The surgeon with 5,000 hearts who has made the Balearic Islands a benchmark in valve restoration
José Ignacio Sáez de Ibarra has been successfully repairing 'doors' in the operating theatre for almost 25 years. He has worked on 5,000 hearts with valves that were not sufficiently closed and could be repaired. "When it doesn't close properly, the easiest thing to do is to replace it with a new one," the head of Cardiac Surgery at the Son Espases Hospital in Palma explained to ABC, comparing the simple mechanism of a door with heart surgery.
But he and his team have specialised in the opposite: preserving the gate , carving it out and leaving it working. "It's the native valve in your heart, it's integrated into that heart and it's the best gate to be there," argues the renowned heart surgeon, who has just received, along with his team, an 'Oscar' for two complex heart surgeries.
The Ministry of Health has recognised the Cardiac Surgery Service of this hospital in Mallorca as a national reference centre (CSUR) for complex cardiac repair surgery of the mitral valve and conservative surgery of the aortic valve. Both allow the correct functioning of the valves to be restored and to be preserved instead of replaced. “If it does not close properly, the hinges, the lock and, generally, the frame are adjusted, which breaks or becomes misaligned due to the force of hitting it,” continues the cardiovascular surgeon using the same simile to make the complex intervention carried out by four hospitals in Spain understandable. “Currently, only the Gregorio Marañón in Madrid, the Clínico San Carlos in Madrid, the Clínico in Barcelona and -now- Son Espases have CSUR accreditation.”
Most Spanish cardiac surgery services are experts in repair techniques, but when the anterior valve or both valves are affected - such as in Barlow's syndrome or rheumatic valvular disease - mitral valve repair or preservation of the aortic valve requires more experience and is only performed in centres with adequate training.

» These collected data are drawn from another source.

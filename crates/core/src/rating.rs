//! Rating classification and aggregate display formatting.
//!
//! Every marker carries a server-maintained `rating_avg` / `rating_count`
//! pair. The UI colour-codes markers by which band the average falls into;
//! the same bands double as the map's rating filter.

use serde::{Deserialize, Serialize};

/// One of six mutually exclusive colour bands.
#[derive(Debug, Clone, Copy, PartialEq, Eq, Hash, Serialize, Deserialize)]
pub enum RatingBucket {
    /// No votes yet. Neutral colour.
    #[serde(rename = "none")]
    None,
    #[serde(rename = "1-2")]
    OneTwo,
    #[serde(rename = "3-4")]
    ThreeFour,
    #[serde(rename = "5-6")]
    FiveSix,
    #[serde(rename = "7-8")]
    SevenEight,
    #[serde(rename = "9-10")]
    NineTen,
}

/// Buckets offered as filters, best first (the order of the map's segment buttons).
pub const FILTER_BUCKETS: [RatingBucket; 5] = [
    RatingBucket::NineTen,
    RatingBucket::SevenEight,
    RatingBucket::FiveSix,
    RatingBucket::ThreeFour,
    RatingBucket::OneTwo,
];

/// Range predicate for a bucket filter.
///
/// `min` is inclusive, `below` is exclusive. Either side may be open.
#[derive(Debug, Clone, Copy, PartialEq)]
pub struct BucketBounds {
    pub min: Option<f64>,
    pub below: Option<f64>,
}

impl RatingBucket {
    /// Classify an aggregate.
    ///
    /// A non-positive count is always [`RatingBucket::None`], whatever the
    /// average says. Otherwise bands are checked top-down and each band owns
    /// its lower bound: 9.0 is `9-10`, 8.999 is `7-8`. A missing average with
    /// votes counts as 0.
    pub fn classify(avg: Option<f64>, count: i64) -> Self {
        if count <= 0 {
            return Self::None;
        }
        let x = avg.unwrap_or(0.0);
        if x >= 9.0 {
            Self::NineTen
        } else if x >= 7.0 {
            Self::SevenEight
        } else if x >= 5.0 {
            Self::FiveSix
        } else if x >= 3.0 {
            Self::ThreeFour
        } else {
            Self::OneTwo
        }
    }

    /// CSS class used for colour-coding.
    pub fn css_class(self) -> &'static str {
        match self {
            Self::None => "rating-none",
            Self::OneTwo => "rating-1-2",
            Self::ThreeFour => "rating-3-4",
            Self::FiveSix => "rating-5-6",
            Self::SevenEight => "rating-7-8",
            Self::NineTen => "rating-9-10",
        }
    }

    /// Filter key (`"9-10"` etc). The neutral bucket is not filterable.
    pub fn key(self) -> Option<&'static str> {
        match self {
            Self::None => None,
            Self::OneTwo => Some("1-2"),
            Self::ThreeFour => Some("3-4"),
            Self::FiveSix => Some("5-6"),
            Self::SevenEight => Some("7-8"),
            Self::NineTen => Some("9-10"),
        }
    }

    /// Human label with an en dash, as shown on the segment buttons.
    pub fn label(self) -> &'static str {
        match self {
            Self::None => "Any",
            Self::OneTwo => "1–2",
            Self::ThreeFour => "3–4",
            Self::FiveSix => "5–6",
            Self::SevenEight => "7–8",
            Self::NineTen => "9–10",
        }
    }

    /// Parse a filter key. Unknown or empty keys yield `None`.
    pub fn parse_key(key: &str) -> Option<Self> {
        FILTER_BUCKETS
            .into_iter()
            .find(|b| b.key() == Some(key.trim()))
    }

    /// Range predicate matching exactly the averages [`classify`] puts in this
    /// bucket (given at least one vote).
    ///
    /// [`classify`]: RatingBucket::classify
    pub fn bounds(self) -> Option<BucketBounds> {
        let (min, below) = match self {
            Self::None => return None,
            Self::OneTwo => (None, Some(3.0)),
            Self::ThreeFour => (Some(3.0), Some(5.0)),
            Self::FiveSix => (Some(5.0), Some(7.0)),
            Self::SevenEight => (Some(7.0), Some(9.0)),
            Self::NineTen => (Some(9.0), None),
        };
        Some(BucketBounds { min, below })
    }
}

fn vote_noun(count: i64) -> &'static str {
    if count == 1 {
        "vote"
    } else {
        "votes"
    }
}

/// Long form used on the home page: `"8.50 / 10 · 2 votes"`.
pub fn format_overall(avg: Option<f64>, count: i64) -> String {
    if count <= 0 {
        return "No votes yet".to_string();
    }
    format!(
        "{:.2} / 10 · {count} {}",
        avg.unwrap_or(0.0),
        vote_noun(count)
    )
}

/// Compact form used in tables and the map panel: `"8.50/10 (2 votes)"`.
pub fn format_overall_compact(avg: Option<f64>, count: i64) -> String {
    if count <= 0 {
        return "—/10 (0 votes)".to_string();
    }
    format!(
        "{:.2}/10 ({count} {})",
        avg.unwrap_or(0.0),
        vote_noun(count)
    )
}

#[cfg(test)]
mod tests {
    use super::*;

    #[test]
    fn zero_count_is_neutral_whatever_the_average() {
        for avg in [None, Some(-3.0), Some(0.0), Some(5.0), Some(9.5), Some(42.0)] {
            assert_eq!(RatingBucket::classify(avg, 0), RatingBucket::None);
        }
    }

    #[test]
    fn negative_count_is_neutral() {
        assert_eq!(RatingBucket::classify(Some(8.0), -1), RatingBucket::None);
    }

    #[test]
    fn band_boundaries_belong_to_the_upper_band() {
        assert_eq!(RatingBucket::classify(Some(9.0), 1), RatingBucket::NineTen);
        assert_eq!(RatingBucket::classify(Some(8.999), 1), RatingBucket::SevenEight);
        assert_eq!(RatingBucket::classify(Some(7.0), 3), RatingBucket::SevenEight);
        assert_eq!(RatingBucket::classify(Some(6.99), 3), RatingBucket::FiveSix);
        assert_eq!(RatingBucket::classify(Some(5.0), 3), RatingBucket::FiveSix);
        assert_eq!(RatingBucket::classify(Some(3.0), 3), RatingBucket::ThreeFour);
        assert_eq!(RatingBucket::classify(Some(2.99), 3), RatingBucket::OneTwo);
        assert_eq!(RatingBucket::classify(Some(1.0), 3), RatingBucket::OneTwo);
    }

    #[test]
    fn missing_average_with_votes_is_lowest_band() {
        assert_eq!(RatingBucket::classify(None, 2), RatingBucket::OneTwo);
    }

    #[test]
    fn out_of_range_averages_clamp_to_edge_bands() {
        assert_eq!(RatingBucket::classify(Some(11.0), 1), RatingBucket::NineTen);
        assert_eq!(RatingBucket::classify(Some(-1.0), 1), RatingBucket::OneTwo);
    }

    #[test]
    fn css_classes() {
        assert_eq!(RatingBucket::None.css_class(), "rating-none");
        assert_eq!(RatingBucket::NineTen.css_class(), "rating-9-10");
        assert_eq!(RatingBucket::ThreeFour.css_class(), "rating-3-4");
    }

    #[test]
    fn parse_key_accepts_filter_keys_only() {
        for bucket in FILTER_BUCKETS {
            let key = bucket.key().unwrap();
            assert_eq!(RatingBucket::parse_key(key), Some(bucket));
        }
        assert_eq!(RatingBucket::parse_key(""), None);
        assert_eq!(RatingBucket::parse_key("none"), None);
        assert_eq!(RatingBucket::parse_key("8-9"), None);
    }

    #[test]
    fn bounds_agree_with_classification() {
        let samples = [1.0, 2.5, 2.999, 3.0, 4.5, 5.0, 6.9, 7.0, 8.5, 8.999, 9.0, 10.0];
        for avg in samples {
            let owner = RatingBucket::classify(Some(avg), 1);
            for bucket in FILTER_BUCKETS {
                let b = bucket.bounds().unwrap();
                let inside = b.min.map_or(true, |m| avg >= m) && b.below.map_or(true, |u| avg < u);
                assert_eq!(inside, bucket == owner, "avg {avg} bucket {bucket:?}");
            }
        }
        assert!(RatingBucket::None.bounds().is_none());
    }

    #[test]
    fn overall_long_form() {
        assert_eq!(format_overall(Some(9.0), 0), "No votes yet");
        assert_eq!(format_overall(Some(8.5), 1), "8.50 / 10 · 1 vote");
        assert_eq!(format_overall(Some(7.333), 3), "7.33 / 10 · 3 votes");
    }

    #[test]
    fn overall_compact_form() {
        assert_eq!(format_overall_compact(None, 0), "—/10 (0 votes)");
        assert_eq!(format_overall_compact(Some(6.0), 1), "6.00/10 (1 vote)");
        assert_eq!(format_overall_compact(Some(9.25), 4), "9.25/10 (4 votes)");
    }
}
//! Products page: every product, best rated first, and the add form.

use serde::Deserialize;
use tba_core::html::escape_html as esc;
use tba_db::models::brand::Brand;
use tba_db::models::category::Category;

use super::layout::{
    brand_options, category_options, empty_block, mini_marker, render, status_line, vote_options,
    Chrome,
};
use crate::catalog::parse_vote;
use crate::views::MarkerSummary;

/// Add-product form fields as posted.
#[derive(Debug, Clone, Default, Deserialize)]
#[serde(default)]
pub struct ProductForm {
    pub title: String,
    pub category_id: String,
    pub brand_id: String,
    pub vote: String,
}

pub struct ProductsView<'a> {
    pub rows: Vec<MarkerSummary>,
    pub categories: &'a [Category],
    pub brands: &'a [Brand],
    pub can_add: bool,
    pub form: ProductForm,
    pub save_status: String,
}

fn product_form(view: &ProductsView<'_>, login_url: &str) -> String {
    if !view.can_add {
        return format!(
            r#"<div class="add-product muted">Want to add a product? <a href="{}">Login</a> first.{}</div>"#,
            esc(login_url),
            status_line("productSaveStatus", &view.save_status)
        );
    }
    let form = &view.form;
    format!(
        r#"<form id="productForm" class="add-product" method="post" action="/products">
<h3>Add a product</h3>
<input name="title" placeholder="Title" value="{title}">
<select name="category_id">{categories}</select>
<select name="brand_id">{brands}</select>
<label>My vote <select name="vote">{votes}</select></label>
<button class="tba-btn tba-btn-primary" type="submit">Save</button>
{status}
</form>"#,
        title = esc(&form.title),
        categories = category_options(view.categories, Some(form.category_id.as_str()), Some("Choose a category…")),
        brands = brand_options(view.brands, Some(form.brand_id.as_str())),
        votes = vote_options(parse_vote(&form.vote).unwrap_or_default()),
        status = status_line("productSaveStatus", &view.save_status),
    )
}

pub fn render_products(chrome: &Chrome, view: &ProductsView<'_>) -> String {
    let (status, table) = if view.rows.is_empty() {
        (
            String::new(),
            empty_block("🛒", "No products yet.", "Add the first one below.", &[]),
        )
    } else {
        let rows: String = view
            .rows
            .iter()
            .map(|m| {
                format!(
                    r#"<tr><td>{icon}</td><td><a href="/marker/{id}">{title}</a></td><td>{category}</td><td>{brand}</td><td>{score}</td></tr>"#,
                    icon = mini_marker(m.css_class(), &m.icon_url),
                    id = m.id(),
                    title = esc(&m.marker.title),
                    category = esc(&m.category_name),
                    brand = esc(&m.brand_name),
                    score = esc(&m.overall),
                )
            })
            .collect();
        (
            format!("Loaded {} product(s).", view.rows.len()),
            format!(
                r#"<table class="table"><thead><tr><th></th><th>Title</th><th>Category</th><th>Brand</th><th>Rating</th></tr></thead><tbody id="productsBody">{rows}</tbody></table>"#
            ),
        )
    };

    let body = format!(
        "<h1>Products</h1>{status}{table}{form}",
        status = status_line("productsStatus", &status),
        form = product_form(view, &chrome.login_url),
    );
    render(chrome, "", &body)
}
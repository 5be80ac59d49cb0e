use axum::extract::{Query, State};
use axum::response::IntoResponse;
use axum::Json;
use serde::Serialize;
use tba_core::marker::validate_coordinates;

use crate::error::{AppError, AppResult};
use crate::middleware::auth::AuthUser;
use crate::query::PointParams;
use crate::response::DataResponse;
use crate::state::AppState;

/// Shown when the lookup fails; the address field stays editable.
pub const LOOKUP_FAILED: &str = "Address lookup failed (you can type it manually).";

#[derive(Debug, Serialize)]
pub struct ReverseGeocode {
    /// Empty when the lookup failed.
    pub address: String,
    pub message: &'static str,
}

/// GET /api/v1/geocode/reverse?lat=&lon=
///
/// Signed-in only, since the upstream service is rate limited and only the
/// add-place form calls it. A failed lookup is still a 200 with an empty
/// address.
pub async fn reverse_geocode(
    State(state): State<AppState>,
    auth: AuthUser,
    Query(point): Query<PointParams>,
) -> AppResult<impl IntoResponse> {
    validate_coordinates(Some(point.lat), Some(point.lon)).map_err(AppError::BadRequest)?;

    let data = match state.geocoder.reverse(point.lat, point.lon).await {
        Ok(address) => ReverseGeocode {
            address,
            message: "Address filled ✅ Now click Save.",
        },
        Err(e) => {
            tracing::warn!(user_id = %auth.user_id, lat = point.lat, lon = point.lon, error = %e, "Reverse geocoding failed");
            ReverseGeocode {
                address: String::new(),
                message: LOOKUP_FAILED,
            }
        }
    };

    Ok(Json(DataResponse { data }))
}
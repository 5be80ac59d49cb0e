//! Home page: craving shortcuts, recent markers, and a random spotlight.

use tba_core::html::escape_html as esc;

use super::layout::{empty_block, mini_marker, render, Chrome};
use super::{render_chips, Chip};
use crate::views::{MarkerSummary, SpotlightPick};

pub struct HomeView {
    pub place_chips: Vec<Chip>,
    pub product_chips: Vec<Chip>,
    pub recent: Vec<MarkerSummary>,
    pub spotlight: Option<SpotlightPick>,
}

fn craving_section(title: &str, chips: &[Chip]) -> String {
    let body = if chips.is_empty() {
        r#"<span class="muted">No categories yet.</span>"#.to_string()
    } else {
        render_chips(chips)
    };
    format!(r#"<div class="craving"><h3>{}</h3><div class="chips">{body}</div></div>"#, esc(title))
}

fn recent_section(recent: &[MarkerSummary]) -> String {
    if recent.is_empty() {
        return empty_block(
            "🗺️",
            "No markers yet.",
            "Add your first place on the map or your first product in Products.",
            &[("/map", "Open Map", true), ("/products", "Open Products", false)],
        );
    }

    let rows: String = recent
        .iter()
        .map(|m| {
            format!(
                r#"<a class="recent-row" href="/marker/{id}">{icon} <span class="recent-title">{title}</span> <span class="muted">{meta}</span> <span class="recent-score">{score}</span></a><br>"#,
                id = m.id(),
                icon = mini_marker(m.css_class(), &m.icon_url),
                title = esc(&m.marker.title),
                meta = esc(&format!("{} · {}", m.marker.group_type.as_str(), m.category_name)),
                score = esc(&m.overall_long()),
            )
        })
        .collect();
    format!(r#"<div class="recent-list">{rows}</div>"#)
}

fn spotlight_section(pick: Option<&SpotlightPick>) -> String {
    let Some(pick) = pick else {
        return empty_block(
            "✨",
            "Nothing to surprise you with yet.",
            "Your spotlight is empty.",
            &[("/map", "Add a place", true), ("/products", "Add a product", false)],
        );
    };

    let m = &pick.marker;
    format!(
        r#"<div class="spotlight">
<div class="spotlight-quip">{quip}</div>
<div class="muted">{kicker}</div>
<h3>{icon} {title}</h3>
<div>{category}</div>
<div>{detail}</div>
<div class="spotlight-score">{score}</div>
<div class="spotlight-actions">
<a class="tba-btn tba-btn-primary" href="/marker/{id}">Open details</a>
<a class="tba-btn" href="{secondary_href}">{secondary_label}</a>
<a class="tba-btn" id="shuffleSpotlight" href="/?last={id}">Show another</a>
</div>
</div>"#,
        quip = esc(pick.quip),
        kicker = esc(pick.kicker),
        icon = mini_marker(m.css_class(), &m.icon_url),
        title = esc(&m.marker.title),
        category = esc(&m.category_name),
        detail = esc(&pick.detail),
        score = esc(&m.overall_long()),
        id = m.id(),
        secondary_href = esc(&pick.secondary_href),
        secondary_label = esc(pick.secondary_label),
    )
}

pub fn render_home(chrome: &Chrome, view: &HomeView) -> String {
    let body = format!(
        r#"<h1>What are you craving?</h1>
<section class="cravings">{places}{products}</section>
<section><h2>Recently added</h2>{recent}</section>
<section><h2>Spotlight</h2>{spotlight}</section>"#,
        places = craving_section("Places", &view.place_chips),
        products = craving_section("Products", &view.product_chips),
        recent = recent_section(&view.recent),
        spotlight = spotlight_section(view.spotlight.as_ref()),
    );
    render(chrome, "", &body)
}

#[cfg(test)]
mod tests {
    use super::*;
    use crate::pages::layout::Nav;

    fn chrome() -> Chrome {
        Chrome {
            title: "Home".into(),
            nav: Nav::Home,
            signed_in: false,
            email: None,
            login_url: "/login.html".into(),
        }
    }

    #[test]
    fn empty_home_shows_both_empty_states() {
        let html = render_home(
            &chrome(),
            &HomeView {
                place_chips: vec![],
                product_chips: vec![],
                recent: vec![],
                spotlight: None,
            },
        );
        assert!(html.contains("No markers yet."));
        assert!(html.contains("Nothing to surprise you with yet."));
        assert!(html.contains("Your spotlight is empty."));
        assert!(html.contains("No categories yet."));
    }
}
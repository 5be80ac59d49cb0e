//! The catalog server's router: pages, the JSON API and `/health` behind
//! one middleware stack, shared by `main.rs` and the integration tests.

use std::time::Duration;

use axum::http::header::{AUTHORIZATION, CONTENT_TYPE};
use axum::http::{HeaderName, Method, StatusCode};
use axum::Router;
use tower_http::catch_panic::CatchPanicLayer;
use tower_http::compression::CompressionLayer;
use tower_http::cors::CorsLayer;
use tower_http::request_id::{MakeRequestUuid, PropagateRequestIdLayer, SetRequestIdLayer};
use tower_http::timeout::TimeoutLayer;
use tower_http::trace::{DefaultMakeSpan, DefaultOnResponse, TraceLayer};
use tracing::Level;

use crate::config::ServerConfig;
use crate::routes;
use crate::state::AppState;

/// Header carrying the per-request id, echoed back on every response.
pub const REQUEST_ID_HEADER: &str = "x-request-id";

/// Assemble every route and wrap it in the middleware stack.
///
/// Outermost first, a request passes CORS, gets an `x-request-id`, is
/// traced with that id in its span, then hits the timeout. Page HTML and
/// JSON bodies are compressed on the way out. A panicking handler becomes
/// a 500 instead of dropping the connection.
pub fn build_app_router(state: AppState, config: &ServerConfig) -> Router {
    let request_id = HeaderName::from_static(REQUEST_ID_HEADER);
    let request_timeout = Duration::from_secs(config.request_timeout_secs);

    let trace = TraceLayer::new_for_http()
        .make_span_with(DefaultMakeSpan::new().level(Level::INFO))
        .on_response(DefaultOnResponse::new().level(Level::INFO));

    catalog_routes()
        .layer(CatchPanicLayer::new())
        .layer(CompressionLayer::new())
        .layer(TimeoutLayer::with_status_code(StatusCode::REQUEST_TIMEOUT, request_timeout))
        .layer(PropagateRequestIdLayer::new(request_id.clone()))
        .layer(trace)
        .layer(SetRequestIdLayer::new(request_id, MakeRequestUuid))
        .layer(build_cors_layer(config))
        .with_state(state)
}

/// `/health`, the server-rendered pages at the root, and the API under `/api/v1`.
fn catalog_routes() -> Router<AppState> {
    Router::new()
        .merge(routes::health::router())
        .merge(routes::pages::router())
        .nest("/api/v1", routes::api_routes())
}

/// CORS for browser API clients on the configured origins.
///
/// Credentials are allowed so the access-token cookie travels with
/// cross-origin calls. An unparsable origin panics at startup.
pub fn build_cors_layer(config: &ServerConfig) -> CorsLayer {
    let origins: Vec<_> = config
        .cors_origins
        .iter()
        .map(|origin| {
            origin
                .parse()
                .unwrap_or_else(|e| panic!("CORS_ORIGINS entry '{origin}' is not a valid origin: {e}"))
        })
        .collect();

    CorsLayer::new()
        .allow_origin(origins)
        .allow_methods([Method::GET, Method::POST, Method::PUT, Method::DELETE])
        .allow_headers([CONTENT_TYPE, AUTHORIZATION])
        .allow_credentials(true)
        .max_age(Duration::from_secs(3600))
}
//! Request extractors.
//!
//! - [`auth::AuthUser`] -- The signed-in user, required.
//! - [`auth::MaybeUser`] -- The signed-in user, if any (pages render for guests too).

pub mod auth;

Son Espases is one of them and will be able to operate on patients from all over Spain in these two interventions.
" Patient survival is good if the patient is operated on at an early stage and if the ventricle has not been affected. In that case, the patient has a life expectancy similar to that of a healthy person," says Sáez de Ibarra, who is already beginning to reoperate on patients who have been there for more than 20 years. "The fact that they are still alive and you reoperate on them is a beautiful thing," he acknowledges.
In order to perform these interventions correctly, a complete and multidisciplinary study is first carried out to assess the etiology, the mechanism and the possibilities of repair. Clinical cardiologists, echocardiographers and cardiac surgeons participate. "Depending on the pathology, one technique or another is adapted so that the valve retains as much of the patient's own tissue as possible."
The profile of the patient who comes to his office is people aged 45 to 65 , "although there are also many older people aged 75 or 80." The debate in this case is how far to go: "the issue is not whether we can do it technically and it works well, but rather not doing it excessively." However, he recognises that "today being 80 or 84 years old is not a limitation for having surgery , something that was 30 years ago."
More and more patients are receiving endocarditis, which is the inflammation of a heart valve. “This is happening because more and more tests are being carried out and patients are being used more and more. Every time they go for a CT scan, they put in a peripheral line, they are punctures that we put in and the serums are sources of entry for bugs into the blood and some of them lodge in the heart. This is a major health problem due to the increase in tests,” he warns.
Sáez de Ibarra arrived in Mallorca by chance almost a quarter of a century ago. He had trained in Paris, where he worked with the most cutting-edge services in Europe in valve repair. Later he spent two years working in Canada, where he received an award for his work. In 2002 he was determined to go to Barcelona, but the doctor he was supposed to replace did not go. Then he was called by the prestigious cardiac surgeon Oriol Bonnín, who at that time was recruiting people to start up the Cardiac Surgery Service of the Balearic Islands in the old Son Dureta hospital.
They set up the service from scratch between four people. It was “hard” but “a nice story” because it allowed them to participate in the design of the service, led by Dr. Bonnín, and to grow until it became one of the leading services in the whole country in cardiac surgery. In 2003 they organised the first course on valve repair with live surgery in Son Dureta. They set a standard by training people and spreading the technique. Their boss always instilled in them the quality of results and respect for the patient. Ten or fifteen years went by until they moved to the Son Espases hospital, “which meant another leap in quality for Balearic healthcare”.
They started the ventricular assist programme, which has made it possible, for example, to keep young people with a heart attack alive with machines whose hearts cannot resist. "That has been very important while we make a decision about which way to go," he emphasises, and they are considering using a permanent machine, an artificial heart, or a heart transplant.
His hope now would be to open a heart transplant programme at the hospital , as currently between 10 and 15 patients a year have to go to the peninsula to receive a heart. “It would be the ultimate challenge. But you have to get a lot of people to agree,” he sighs.